4. Uluslararası Tarsus Festivali’nin son gününde düzenlenen ‘Sağlıklı Yaşamın Yeni Başlığı: Longevity’ başlıklı söyleşide ise Antiaging ve Biyokimya Uzmanı Dr. Ayşegül Çoruhlu, katılımcılara sağlıklı ve uzun yaşamın ipuçlarını anlattı. Çoruhlu, ömrü uzatmanın değil, sağlıklı kalınan dönemi uzatmanın önemine dikkat çekerek, yatay ilerleyen ve yüksek pikler yapmayan kan şekeri değerinin bunu mümkün kıldığını belirtti.

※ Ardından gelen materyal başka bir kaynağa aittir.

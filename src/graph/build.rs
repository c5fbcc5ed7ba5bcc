use anyhow::{ensure, Result};
use serde::{Deserialize, Serialize};
use tracing::{debug, info, warn};

use crate::{
    error::BuildError,
    geom::{snap_to_grid, Geometries},
    graph::{AdjacencyGraph, GraphDiagnostics},
    map::{AdministrativeUnit, Level},
};

/// Tuning knobs for the contiguity test.
#[derive(Debug, Clone, Copy, Serialize, Deserialize)]
#[serde(default)]
pub struct ContiguityOptions {
    /// Bounding-box padding for R-tree candidate search, in coordinate units.
    pub bbox_tolerance: f64,
    /// Snap coordinates to this grid before testing; 0 disables snapping.
    pub snap_grid: f64,
}

impl Default for ContiguityOptions {
    fn default() -> Self {
        Self { bbox_tolerance: 1e-9, snap_grid: 0.0 }
    }
}

/// Build the Queen-contiguity graph over `units`.
///
/// Nodes are ordered by ascending code regardless of input order, so the
/// same units always produce the same node indices.
pub fn build(units: &[AdministrativeUnit], options: &ContiguityOptions) -> Result<AdjacencyGraph> {
    let mut order = (0..units.len()).collect::<Vec<_>>();
    order.sort_by(|&a, &b| units[a].code.cmp(&units[b].code));
    ensure!(
        order.windows(2).all(|w| units[w[0]].code != units[w[1]].code),
        "[graph::build] duplicate unit codes; dissolve before building"
    );

    let shapes = order.iter()
        .map(|&i| snap_to_grid(&units[i].geometry, options.snap_grid))
        .collect::<Vec<_>>();
    let codes = order.iter().map(|&i| units[i].code.clone()).collect::<Vec<_>>();

    debug!(units = units.len(), "computing queen contiguity");
    let adjacencies = Geometries::new(shapes).queen_adjacencies(options.bbox_tolerance)?;

    AdjacencyGraph::from_neighbor_lists(codes, &adjacencies)
}

/// Apply the per-level validation policy to a built graph.
///
/// Fixed-cardinality levels must match exactly. More than one connected
/// component is reported but never rejected: islands are legitimately
/// disconnected from the mainland.
pub fn validate(level: Level, graph: &AdjacencyGraph, diagnostics: &GraphDiagnostics) -> Result<(), BuildError> {
    if let Some(expected) = level.expected_count() {
        if graph.node_count() != expected {
            return Err(BuildError::CardinalityMismatch { level, expected, found: graph.node_count() });
        }
    }

    info!(
        %level,
        nodes = graph.node_count(),
        edges = graph.edge_count(),
        min = diagnostics.min_neighbors,
        max = diagnostics.max_neighbors,
        mean = %format!("{:.1}", diagnostics.mean_neighbors),
        "neighbor cardinalities",
    );

    if diagnostics.component_count() > 1 {
        let sizes = diagnostics.component_sizes();
        warn!(
            %level,
            components = diagnostics.component_count(),
            mainland = sizes[0],
            isolated = diagnostics.isolated.len(),
            "graph spans more than one connected component (sizes {sizes:?})",
        );
    }

    Ok(())
}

Dr. Ayşegül Çoruhlu, uzun yaşamın sadece genlerle değil, yaşam tarzıyla önemli ölçüde şekillendiğini belirterek, “Yaşam alışkanlıklarımız içinde fiziksel olanı düzeltmek daha kolaydır. Günü ikiye bölmek, sabah ve gündüz saatlerinde hareket etmek, akşamları ise dinlenmeye ve uykuya ayırmak modern yaşamın kurtarıcısı olabilir. Yeme ve içmenin zamanı gündüz saatleridir; özellikle saat 17.00 sonrasını daha erken yatağa giderek sabaha kadar kendimiz için daha kutsal bir zaman ilan edip yemeksiz, erken uyuyan, dinlenen ve stresi azaltmaya çalışan bir model olmalıyız. Şu anki modern yaşam ancak böyle kurtarabilir” ifadelerini kullandı. ‘Longevity’ kavramını açıklayan Çoruhlu, bu yaklaşımın yalnızca hastalıkları önleme değil, sağlıklı bir bedeni daha da ileriye taşıma bilimi olduğunu söyleyerek, “Longevity diyor ki; iyiyken bile kendini bırakma. 90’a kadar yaşayacak genlerimiz var ama önemli olan 70’ten 90’a kadar teklemeden yaşamak. Yani ömrü öteleyelim ama sağlıklı kısmı uzatmak asıl hedefimiz olmalı. Sağlıklı olduğumuz zaman da performansımızı hem fiziksel hem mental artıralım. Aslında Longevity, ‘cep telefonunun bir üst modeli olmak ister misin?’ demek” dedi. (Haber Merkezi)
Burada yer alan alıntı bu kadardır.